Hingga sore hari menjelang berbuka, bos besar yang diantar suaminya tadi mendatangi pangkalan ojek. Andi diminta ke rumahnya yang berada di Pondok Indah. Setelah berbuka di pangkalan bersama teman-temannya, Andi melakukan sholat Maghrib di musholla dekat sana. Lalu bergegas ke alamat yang tertulis pada secarik kertas yang diberikan langsung oleh si bos besar tersebut tadi sore di pangkalan.
Tanpa mengira ada apa, hanya berbaik sangka saja kepada Allah bahwa ada hal baik yang akan terjadi.
Dan benarlah yang ada di pikirannya. Hal baik berupa rejeki yang banyak telah menantinya.
Singkat cerita, bahwa bos besar tersebut memenangkan tender tadi siang. Sebagai rasa terima kasih, beliau memberi sebuah cek bertuliskan angka yang sangat besar.
Membayangkan angka sepuluh juta saja tidak pernah, apalagi menerimanya. Sinta bertanya bagaimana cara menggunakan lembaran cek tersebut, namun dijawab tawa oleh Andi.
"Jujur aja ya Mi, Abi juga nggak tau hehehe. Gampang lah itu, besok pagi setelah mengantar Rama sekolah, Abi langsung ke bank yang ditunjuk bapak tadi. Pasti petugas di sana mau jelasin gimana caranya," kata suaminya.
Sinta mengangguk saja, tidak tau ingin menjawab apa. Dirinya masih bingung, takut ini hanya sebuah mimpi.

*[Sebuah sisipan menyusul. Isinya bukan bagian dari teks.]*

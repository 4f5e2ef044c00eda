// Copyright 2024-2025 Joblet Contributors
//
// Licensed under the Apache License, Version 2.0 (the "License");
// you may not use this file except in compliance with the License.
// You may obtain a copy of the License at
//
//     http://www.apache.org/licenses/LICENSE-2.0
//
// Unless required by applicable law or agreed to in writing, software
// distributed under the License is distributed on an "AS IS" BASIS,
// WITHOUT WARRANTIES OR CONDITIONS OF ANY KIND, either express or implied.
// See the License for the specific language governing permissions and
// limitations under the License.

//! Single-task scheduler: wakes at the earliest due time and hands the
//! job back to the executor. Late wakes fire immediately.

use crate::services::executor::JobExecutor;
use crate::services::job_store::JobStore;
use chrono::Utc;
use joblet_common::model::{JobFilter, JobId, JobStatus};
use std::collections::HashSet;
use std::sync::Arc;
use std::time::Duration;
use tokio::sync::Notify;
use tokio::task::JoinHandle;
use tokio_util::sync::CancellationToken;
use tracing::{debug, warn};

pub struct SchedulerService;

impl SchedulerService {
    /// `notify` is poked by the executor whenever a new schedule lands
    /// or a scheduled job is stopped.
    pub fn start(
        store: Arc<dyn JobStore>,
        executor: Arc<dyn JobExecutor>,
        notify: Arc<Notify>,
        shutdown: CancellationToken,
    ) -> JoinHandle<()> {
        tokio::spawn(async move {
            let scheduled_filter = JobFilter {
                statuses: vec![JobStatus::Scheduled],
                name: None,
            };
            // Jobs already handed to the executor; they stay Scheduled
            // until their Running transition, so the list would hand
            // them out twice otherwise.
            let mut dispatched: HashSet<JobId> = HashSet::new();

            loop {
                if shutdown.is_cancelled() {
                    debug!("Scheduler stopped");
                    return;
                }

                let scheduled = store.list(&scheduled_filter).await;
                dispatched.retain(|id| scheduled.iter().any(|job| job.id == *id));
                let next = scheduled
                    .iter()
                    .filter(|job| !dispatched.contains(&job.id))
                    .filter_map(|job| job.scheduled_time.map(|at| (at, job.id)))
                    .min();

                match next {
                    None => {
                        tokio::select! {
                            _ = notify.notified() => {}
                            _ = shutdown.cancelled() => {}
                        }
                    }
                    Some((at, id)) => {
                        let now = Utc::now();
                        if at <= now {
                            debug!(job_id = %id, "Scheduled job is due");
                            dispatched.insert(id);
                            if let Err(err) = executor.execute_scheduled_job(&id).await {
                                warn!(job_id = %id, %err, "Failed to execute scheduled job");
                            }
                        } else {
                            let wait = (at - now).to_std().unwrap_or(Duration::ZERO);
                            tokio::select! {
                                _ = tokio::time::sleep(wait) => {}
                                _ = notify.notified() => {}
                                _ = shutdown.cancelled() => {}
                            }
                        }
                    }
                }
            }
        })
    }
}
// Copyright 2024-2025 Joblet Contributors
//
// Licensed under the Apache License, Version 2.0 (the "License");
// you may not use this file except in compliance with the License.
// You may obtain a copy of the License at
//
//     http://www.apache.org/licenses/LICENSE-2.0
//
// Unless required by applicable law or agreed to in writing, software
// distributed under the License is distributed on an "AS IS" BASIS,
// WITHOUT WARRANTIES OR CONDITIONS OF ANY KIND, either express or implied.
// See the License for the specific language governing permissions and
// limitations under the License.

use super::ApiError;
use crate::services::runtime::{InstalledRuntime, RuntimeService};
use joblet_common::model::RuntimeSpec;
use std::sync::Arc;

pub struct RuntimesApi {
    runtimes: Arc<dyn RuntimeService>,
}

impl RuntimesApi {
    pub fn new(runtimes: Arc<dyn RuntimeService>) -> Self {
        RuntimesApi { runtimes }
    }

    pub async fn list_runtimes(&self) -> Result<Vec<InstalledRuntime>, ApiError> {
        Ok(self.runtimes.list().await?)
    }

    pub async fn resolve_runtime(&self, spec: &str) -> Result<InstalledRuntime, ApiError> {
        let spec: RuntimeSpec = spec.parse()?;
        Ok(self.runtimes.resolve(&spec).await?)
    }
}
// Copyright 2024-2025 Joblet Contributors
//
// Licensed under the Apache License, Version 2.0 (the "License");
// you may not use this file except in compliance with the License.
// You may obtain a copy of the License at
//
//     http://www.apache.org/licenses/LICENSE-2.0
//
// Unless required by applicable law or agreed to in writing, software
// distributed under the License is distributed on an "AS IS" BASIS,
// WITHOUT WARRANTIES OR CONDITIONS OF ANY KIND, either express or implied.
// See the License for the specific language governing permissions and
// limitations under the License.

//! The upload pipeline: session validation, fifo transport and the
//! streamer task feeding the sandboxed child before exec.

pub mod framing;

use crate::metrics;
use crate::platform::Platform;
use async_trait::async_trait;
use joblet_common::error::JobletError;
use joblet_common::model::limits::MemorySize;
use joblet_common::model::{JobId, UploadEntry, UploadKind};
use std::path::{Component, Path, PathBuf};
use std::sync::atomic::{AtomicBool, Ordering};
use std::sync::Arc;
use tracing::{debug, warn};

/// Name of the fifo inside the sandbox root; the child sees it at
/// `/.upload.pipe` after chroot.
pub const PIPE_NAME: &str = ".upload.pipe";

/// A validated set of uploads bound to one job.
#[derive(Debug, Clone)]
pub struct UploadSession {
    pub job_id: JobId,
    /// Directories in dependency order, then files in client order.
    pub entries: Vec<UploadEntry>,
    pub total_bytes: u64,
    pub max_bytes: u64,
}

/// Owns the fifo path; removal is guaranteed on close (or drop).
pub struct UploadTransport {
    platform: Arc<dyn Platform>,
    path: PathBuf,
    closed: AtomicBool,
}

impl UploadTransport {
    pub fn pipe_path(&self) -> &Path {
        &self.path
    }

    pub fn close(&self) {
        if self.closed.swap(true, Ordering::SeqCst) {
            return;
        }
        if let Err(err) = self.platform.remove_file(&self.path) {
            if err.kind() != std::io::ErrorKind::NotFound {
                warn!(path = %self.path.display(), %err, "Failed to remove upload pipe");
            }
        }
    }
}

impl Drop for UploadTransport {
    fn drop(&mut self) {
        self.close();
    }
}

fn validate_relative_path(path: &str) -> Result<(), JobletError> {
    if path.is_empty() || path.len() > 4096 {
        return Err(JobletError::validation(format!(
            "upload path must be 1..=4096 characters: {path:?}"
        )));
    }
    if path.contains('\0') {
        return Err(JobletError::validation("upload path contains NUL"));
    }
    let parsed = Path::new(path);
    if parsed.is_absolute() {
        return Err(JobletError::validation(format!(
            "upload path must be relative: {path:?}"
        )));
    }
    for component in parsed.components() {
        if !matches!(component, Component::Normal(_)) {
            return Err(JobletError::validation(format!(
                "upload path escapes the workspace: {path:?}"
            )));
        }
    }
    Ok(())
}

#[async_trait]
pub trait UploadService: Send + Sync {
    /// Validates entries against the job's memory-derived byte bound
    /// and orders them so parents exist before their contents.
    fn prepare(
        &self,
        job_id: JobId,
        entries: Vec<UploadEntry>,
        memory_limit: MemorySize,
    ) -> Result<UploadSession, JobletError>;

    /// Creates the named pipe inside the sandbox root.
    fn provision(
        &self,
        session: &UploadSession,
        root_dir: &Path,
    ) -> Result<UploadTransport, JobletError>;

    /// Writes the framed stream; blocks until the child has opened the
    /// reader, so it runs on a blocking worker. Returns payload bytes.
    async fn stream(
        &self,
        session: UploadSession,
        transport: Arc<UploadTransport>,
    ) -> Result<u64, JobletError>;
}

pub struct UploadServiceDefault {
    platform: Arc<dyn Platform>,
}

impl UploadServiceDefault {
    pub fn new(platform: Arc<dyn Platform>) -> Self {
        UploadServiceDefault { platform }
    }
}

#[async_trait]
impl UploadService for UploadServiceDefault {
    fn prepare(
        &self,
        job_id: JobId,
        entries: Vec<UploadEntry>,
        memory_limit: MemorySize,
    ) -> Result<UploadSession, JobletError> {
        let max_bytes = if memory_limit.is_unlimited() {
            u64::MAX
        } else {
            memory_limit.as_bytes()
        };

        let mut total_bytes = 0u64;
        for entry in &entries {
            validate_relative_path(&entry.relative_path)
                .map_err(|err| err.with_context("job_id", job_id))?;
            total_bytes += entry.data.len() as u64;
        }
        if total_bytes > max_bytes {
            return Err(JobletError::validation(format!(
                "uploads total {total_bytes} bytes, exceeding the {max_bytes} byte bound"
            ))
            .with_context("job_id", job_id));
        }

        // Directories first, shallow to deep, so every file write finds
        // its parent; files keep the client's order.
        let mut directories: Vec<UploadEntry> = entries
            .iter()
            .filter(|e| e.kind == UploadKind::Directory)
            .cloned()
            .collect();
        directories.sort_by_key(|e| Path::new(&e.relative_path).components().count());
        let files = entries
            .into_iter()
            .filter(|e| e.kind == UploadKind::File);
        let ordered: Vec<UploadEntry> = directories.into_iter().chain(files).collect();

        Ok(UploadSession {
            job_id,
            entries: ordered,
            total_bytes,
            max_bytes,
        })
    }

    fn provision(
        &self,
        session: &UploadSession,
        root_dir: &Path,
    ) -> Result<UploadTransport, JobletError> {
        let path = root_dir.join(PIPE_NAME);
        self.platform
            .create_fifo(&path, 0o600)
            .map_err(|err| JobletError::from(err).with_context("job_id", session.job_id))?;
        Ok(UploadTransport {
            platform: self.platform.clone(),
            path,
            closed: AtomicBool::new(false),
        })
    }

    async fn stream(
        &self,
        session: UploadSession,
        transport: Arc<UploadTransport>,
    ) -> Result<u64, JobletError> {
        let platform = self.platform.clone();
        let path = transport.pipe_path().to_path_buf();
        let job_id = session.job_id;
        let result = tokio::task::spawn_blocking(move || {
            let mut writer = platform.open_fifo_writer(&path)?;
            framing::write_frames(&mut writer, &session.entries)
        })
        .await
        .map_err(|err| JobletError::infrastructure(format!("upload streamer panicked: {err}")))?;

        match result {
            Ok(bytes) => {
                metrics::record_upload_bytes(bytes);
                debug!(job_id = %job_id, bytes, "Upload stream complete");
                transport.close();
                Ok(bytes)
            }
            Err(err) => {
                transport.close();
                Err(JobletError::from(err)
                    .with_context("job_id", job_id)
                    .with_context("operation", "upload_stream"))
            }
        }
    }
}

#[cfg(test)]
mod tests {
    use super::*;
    use crate::platform::fake::FakePlatform;
    use joblet_common::error::ErrorKind;
    use test_r::test;

    fn service() -> (Arc<FakePlatform>, UploadServiceDefault) {
        let platform = Arc::new(FakePlatform::new());
        (platform.clone(), UploadServiceDefault::new(platform))
    }

    #[test]
    fn traversal_and_absolute_paths_are_rejected() {
        let (_, service) = service();
        for bad in ["../evil", "a/../../b", "/etc/passwd", ""] {
            let result = service.prepare(
                JobId::new_v4(),
                vec![UploadEntry::file(bad, 0o644, b"x".to_vec())],
                MemorySize(0),
            );
            assert_eq!(result.unwrap_err().kind, ErrorKind::Validation, "{bad:?}");
        }
    }

    #[test]
    fn total_size_is_bounded_by_the_memory_limit() {
        let (_, service) = service();
        let entries = vec![UploadEntry::file("big.bin", 0o644, vec![0u8; 128])];
        let result = service.prepare(JobId::new_v4(), entries.clone(), MemorySize(64));
        assert_eq!(result.unwrap_err().kind, ErrorKind::Validation);

        let session = service
            .prepare(JobId::new_v4(), entries, MemorySize(256))
            .unwrap();
        assert_eq!(session.total_bytes, 128);
    }

    #[test]
    fn directories_are_ordered_before_files_shallow_first() {
        let (_, service) = service();
        let session = service
            .prepare(
                JobId::new_v4(),
                vec![
                    UploadEntry::file("a/b/file.txt", 0o644, b"x".to_vec()),
                    UploadEntry::directory("a/b", 0o755),
                    UploadEntry::directory("a", 0o755),
                ],
                MemorySize(0),
            )
            .unwrap();
        let order: Vec<&str> = session
            .entries
            .iter()
            .map(|e| e.relative_path.as_str())
            .collect();
        assert_eq!(order, vec!["a", "a/b", "a/b/file.txt"]);
    }

    #[test]
    async fn streamer_frames_the_session_through_the_fifo() {
        let (platform, service) = service();
        let root = Path::new("/var/lib/joblet/jobs/j1");
        platform.create_dir_all(root).unwrap();

        let session = service
            .prepare(
                JobId::new_v4(),
                vec![UploadEntry::file("hello.txt", 0o644, b"hello".to_vec())],
                MemorySize(0),
            )
            .unwrap();
        let transport = Arc::new(service.provision(&session, root).unwrap());
        let entries = session.entries.clone();
        let bytes = service.stream(session, transport.clone()).await.unwrap();
        assert_eq!(bytes, 5);

        let wire = platform.fifo_contents(&root.join(PIPE_NAME));
        let parsed = framing::read_frames(&mut wire.as_slice()).unwrap();
        assert_eq!(parsed, entries);
    }

    #[test]
    async fn transport_removes_the_pipe_on_close() {
        let (platform, service) = service();
        let root = Path::new("/var/lib/joblet/jobs/j2");
        platform.create_dir_all(root).unwrap();
        let session = service
            .prepare(JobId::new_v4(), vec![], MemorySize(0))
            .unwrap();
        let transport = service.provision(&session, root).unwrap();
        assert!(platform.exists(&root.join(PIPE_NAME)));
        transport.close();
        assert!(!platform.exists(&root.join(PIPE_NAME)));
    }
}
impl Platform for LinuxPlatform {
    fn create_dir_all(&self, path: &Path) -> io::Result<()> {
        std::fs::create_dir_all(path)
    }

    fn remove_dir(&self, path: &Path) -> io::Result<()> {
        std::fs::remove_dir(path)
    }

    fn remove_dir_all(&self, path: &Path) -> io::Result<()> {
        std::fs::remove_dir_all(path)
    }

    fn remove_file(&self, path: &Path) -> io::Result<()> {
        std::fs::remove_file(path)
    }

    fn write_file(&self, path: &Path, contents: &[u8]) -> io::Result<()> {
        std::fs::write(path, contents)
    }

    fn read_file(&self, path: &Path) -> io::Result<Vec<u8>> {
        std::fs::read(path)
    }

    fn exists(&self, path: &Path) -> bool {
        path.exists()
    }

    fn list_dir(&self, path: &Path) -> io::Result<Vec<PathBuf>> {
        let mut entries = Vec::new();
        for entry in std::fs::read_dir(path)? {
            entries.push(entry?.path());
        }
        entries.sort();
        Ok(entries)
    }

    fn set_mode(&self, path: &Path, mode: u32) -> io::Result<()> {
        use std::os::unix::fs::PermissionsExt;
        std::fs::set_permissions(path, std::fs::Permissions::from_mode(mode))
    }

    fn create_sparse_file(&self, path: &Path, size_bytes: u64) -> io::Result<()> {
        let file = File::create(path)?;
        file.set_len(size_bytes)
    }

    fn create_fifo(&self, path: &Path, mode: u32) -> io::Result<()> {
        mkfifo(path, Mode::from_bits_truncate(mode)).map_err(nix_err)
    }

    fn open_fifo_writer(&self, path: &Path) -> io::Result<Box<dyn io::Write + Send>> {
        use std::os::unix::fs::OpenOptionsExt;
        // A plain open would block until the reader side appears; if
        // the child died during sandbox setup that is forever. Poll
        // with O_NONBLOCK under a deadline instead.
        let deadline = std::time::Instant::now() + FIFO_OPEN_TIMEOUT;
        let file = loop {
            match OpenOptions::new()
                .write(true)
                .custom_flags(nix::libc::O_NONBLOCK)
                .open(path)
            {
                Ok(file) => break file,
                Err(err) if err.raw_os_error() == Some(nix::libc::ENXIO) => {
                    if std::time::Instant::now() >= deadline {
                        return Err(io::Error::new(
                            io::ErrorKind::TimedOut,
                            "no reader opened the upload pipe",
                        ));
                    }
                    std::thread::sleep(std::time::Duration::from_millis(10));
                }
                Err(err) => return Err(err),
            }
        };
        // Writes must block again once the reader is attached.
        fcntl::fcntl(file.as_raw_fd(), fcntl::FcntlArg::F_SETFL(fcntl::OFlag::empty()))
            .map_err(nix_err)?;
        Ok(Box::new(file))
    }

    fn fs_usage(&self, path: &Path) -> io::Result<FsUsage> {
        let stat = statvfs(path).map_err(nix_err)?;
        let fragment = stat.fragment_size() as u64;
        Ok(FsUsage {
            total_bytes: stat.blocks() as u64 * fragment,
            available_bytes: stat.blocks_available() as u64 * fragment,
        })
    }

    fn mount_tmpfs(&self, target: &Path, size_bytes: u64) -> io::Result<()> {
        let data = format!("size={size_bytes}");
        mount(
            Some("tmpfs"),
            target,
            Some("tmpfs"),
            MsFlags::empty(),
            Some(data.as_str()),
        )
        .map_err(nix_err)
    }

    fn mount_device(&self, device: &Path, target: &Path) -> io::Result<()> {
        mount(
            Some(device),
            target,
            Some("ext4"),
            MsFlags::empty(),
            None::<&str>,
        )
        .map_err(nix_err)
    }

    fn unmount(&self, target: &Path, force: bool) -> io::Result<()> {
        let flags = if force {
            MntFlags::MNT_FORCE | MntFlags::MNT_DETACH
        } else {
            MntFlags::empty()
        };
        umount2(target, flags).map_err(nix_err)
    }

    fn mounted_targets(&self) -> io::Result<Vec<PathBuf>> {
        let contents = std::fs::read_to_string("/proc/mounts")?;
        Ok(contents
            .lines()
            .filter_map(|line| line.split_whitespace().nth(1))
            .map(PathBuf::from)
            .collect())
    }

    fn attach_loop_device(&self, backing_file: &Path) -> io::Result<PathBuf> {
        let device = run_command(
            "losetup",
            &["--find", "--show", &backing_file.to_string_lossy()],
        )?;
        if device.is_empty() {
            return Err(io::Error::other("losetup returned no device"));
        }
        Ok(PathBuf::from(device))
    }

    fn detach_loop_device(&self, device: &Path) -> io::Result<()> {
        run_command("losetup", &["-d", &device.to_string_lossy()]).map(|_| ())
    }

    fn make_ext4(&self, device: &Path) -> io::Result<()> {
        run_command("mkfs.ext4", &["-q", "-F", &device.to_string_lossy()]).map(|_| ())
    }

    fn online_cpus(&self) -> io::Result<Vec<u32>> {
        let contents = std::fs::read_to_string("/sys/devices/system/cpu/online")?;
        let cores = joblet_common::model::limits::CpuCoreSet::from_str(contents.trim())
            .map_err(|err| io::Error::other(err.to_string()))?;
        Ok(cores.iter().collect())
    }

    fn block_devices(&self) -> io::Result<Vec<BlockDevice>> {
        let mut devices = Vec::new();
        for entry in std::fs::read_dir("/sys/block")? {
            let entry = entry?;
            let name = entry.file_name().to_string_lossy().to_string();
            if name.starts_with("loop") || name.starts_with("ram") || name.starts_with("zram") {
                continue;
            }
            let dev = std::fs::read_to_string(entry.path().join("dev"))?;
            if let Some((major, minor)) = dev.trim().split_once(':') {
                if let (Ok(major), Ok(minor)) = (major.parse(), minor.parse()) {
                    devices.push(BlockDevice { name, major, minor });
                }
            }
        }
        devices.sort_by(|a, b| a.name.cmp(&b.name));
        Ok(devices)
    }

    fn spawn_sandboxed(&self, spec: &SandboxSpec) -> io::Result<SpawnedChild> {
        let (stdout_read, stdout_write) = nix::unistd::pipe().map_err(nix_err)?;
        let (stderr_read, stderr_write) = nix::unistd::pipe().map_err(nix_err)?;
        let (ready_read, ready_write) = nix::unistd::pipe().map_err(nix_err)?;
        let (go_read, go_write) = nix::unistd::pipe().map_err(nix_err)?;

        let mut flags = CloneFlags::CLONE_NEWNS | CloneFlags::CLONE_NEWPID | CloneFlags::CLONE_NEWUTS;
        if spec.network.needs_namespace() {
            flags |= CloneFlags::CLONE_NEWNET;
        }

        let fds = ChildFds {
            stdout_write: stdout_write.as_raw_fd(),
            stderr_write: stderr_write.as_raw_fd(),
            ready_write: ready_write.as_raw_fd(),
            go_read: go_read.as_raw_fd(),
            parent_ends: vec![
                stdout_read.as_raw_fd(),
                stderr_read.as_raw_fd(),
                ready_read.as_raw_fd(),
                go_write.as_raw_fd(),
            ],
        };

        let spec_for_child = spec.clone();
        let mut stack = vec![0u8; CHILD_STACK_SIZE];
        let cb: Box<dyn FnMut() -> isize> =
            Box::new(move || child_main(&spec_for_child, &fds));

        let pid = unsafe {
            nix::sched::clone(cb, &mut stack, flags, Some(Signal::SIGCHLD as i32))
        }
        .map_err(nix_err)?;

        // Parent: close the child's ends so EOF propagates.
        close_owned(stdout_write);
        close_owned(stderr_write);
        close_owned(ready_write);
        close_owned(go_read);

        Ok(SpawnedChild {
            pid: pid.as_raw() as u32,
            stdout: Box::new(File::from(stdout_read)),
            stderr: Box::new(File::from(stderr_read)),
            handshake: Box::new(PipeHandshake {
                ready_read: File::from(ready_read),
                go_write: File::from(go_write),
            }),
        })
    }

    fn kill_process_group(&self, pid: u32, force: bool) -> io::Result<()> {
        let signal = if force { Signal::SIGKILL } else { Signal::SIGTERM };
        killpg(Pid::from_raw(pid as i32), signal).map_err(nix_err)
    }

    fn wait_child(&self, pid: u32) -> io::Result<ChildExit> {
        loop {
            match waitpid(Pid::from_raw(pid as i32), None) {
                Ok(WaitStatus::Exited(_, code)) => {
                    return Ok(ChildExit {
                        exit_code: Some(code),
                        signal: None,
                    })
                }
                Ok(WaitStatus::Signaled(_, signal, _)) => {
                    return Ok(ChildExit {
                        exit_code: None,
                        signal: Some(signal as i32),
                    })
                }
                Ok(_) => continue,
                Err(nix::Error::EINTR) => continue,
                Err(err) => return Err(nix_err(err)),
            }
        }
    }

    fn process_exists(&self, pid: u32) -> bool {
        kill(Pid::from_raw(pid as i32), None).is_ok()
    }

    fn setup_job_network(&self, pid: u32, attachment: &NetworkAttachment) -> io::Result<()> {
        let pid_str = pid.to_string();
        match attachment {
            NetworkAttachment::Host | NetworkAttachment::None => Ok(()),
            NetworkAttachment::Isolated => {
                run_command(
                    "nsenter",
                    &["-t", &pid_str, "-n", "ip", "link", "set", "lo", "up"],
                )
                .map(|_| ())
            }
            NetworkAttachment::Bridged { bridge, allocation } => {
                let peer = format!("{}p", allocation.veth_host);
                run_command(
                    "ip",
                    &[
                        "link", "add", &allocation.veth_host, "type", "veth", "peer", "name",
                        &peer,
                    ],
                )?;
                run_command(
                    "ip",
                    &["link", "set", &allocation.veth_host, "master", bridge, "up"],
                )?;
                run_command("ip", &["link", "set", &peer, "netns", &pid_str])?;
                let ns = ["-t", pid_str.as_str(), "-n"];
                run_command(
                    "nsenter",
                    &[&ns[..], &["ip", "link", "set", &peer, "name", "eth0"]].concat(),
                )?;
                run_command(
                    "nsenter",
                    &[
                        &ns[..],
                        &[
                            "ip",
                            "link",
                            "set",
                            "eth0",
                            "address",
                            allocation.mac.as_str(),
                        ],
                    ]
                    .concat(),
                )?;
                let cidr = format!("{}/{}", allocation.ip, allocation.prefix_len);
                run_command(
                    "nsenter",
                    &[&ns[..], &["ip", "addr", "add", &cidr, "dev", "eth0"]].concat(),
                )?;
                run_command(
                    "nsenter",
                    &[&ns[..], &["ip", "link", "set", "eth0", "up"]].concat(),
                )?;
                run_command(
                    "nsenter",
                    &[&ns[..], &["ip", "link", "set", "lo", "up"]].concat(),
                )?;
                if let Some(gateway) = allocation.gateway {
                    let gw = gateway.to_string();
                    run_command(
                        "nsenter",
                        &[&ns[..], &["ip", "route", "add", "default", "via", &gw]].concat(),
                    )?;
                }
                Ok(())
            }
        }
    }

    fn teardown_job_network(&self, attachment: &NetworkAttachment) -> io::Result<()> {
        match attachment {
            NetworkAttachment::Bridged { allocation, .. } => {
                // The peer end disappears with the namespace; only the
                // host side can be left behind.
                match run_command("ip", &["link", "del", &allocation.veth_host]) {
                    Ok(_) => Ok(()),
                    Err(err) if err.to_string().contains("Cannot find device") => Ok(()),
                    Err(err) => Err(err),
                }
            }
            _ => Ok(()),
        }
    }
}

Tak lama, suaminya menepuk pundaknya, mengajaknya untuk sholat tahajud. Mengungkapkan rasa syukur kepada Allah atas datangnya rezeki yang datangnya tidak disangka-sangka ini.
Sambil mengikuti langkah suaminya, Sinta menggumam, "Alhamdulillah, insya Allah SPP mu akan segera lunas Nak ...."
Ia membuka kamar anak-anak. Ada Rama dan Adi yang tertidur pulas di sana. Dikecupnya ubun-ubun mereka sambil mendoakan yang baik-baik.
Sinta semakin yakin bahwa Allah itu sungguh menyayangi dirinya dan keluarga. Tak lama lagi ia akan memulai usaha berjualan makanan di depan rumahnya yang berada di pinggir jalan. Semoga ramai, dan berkah.
Beberapa kali Sinta menolak kesempatan datangnya rejeki karena mengandung riba di dalamnya, namun malam itu Allah segera membalas kesabarannya.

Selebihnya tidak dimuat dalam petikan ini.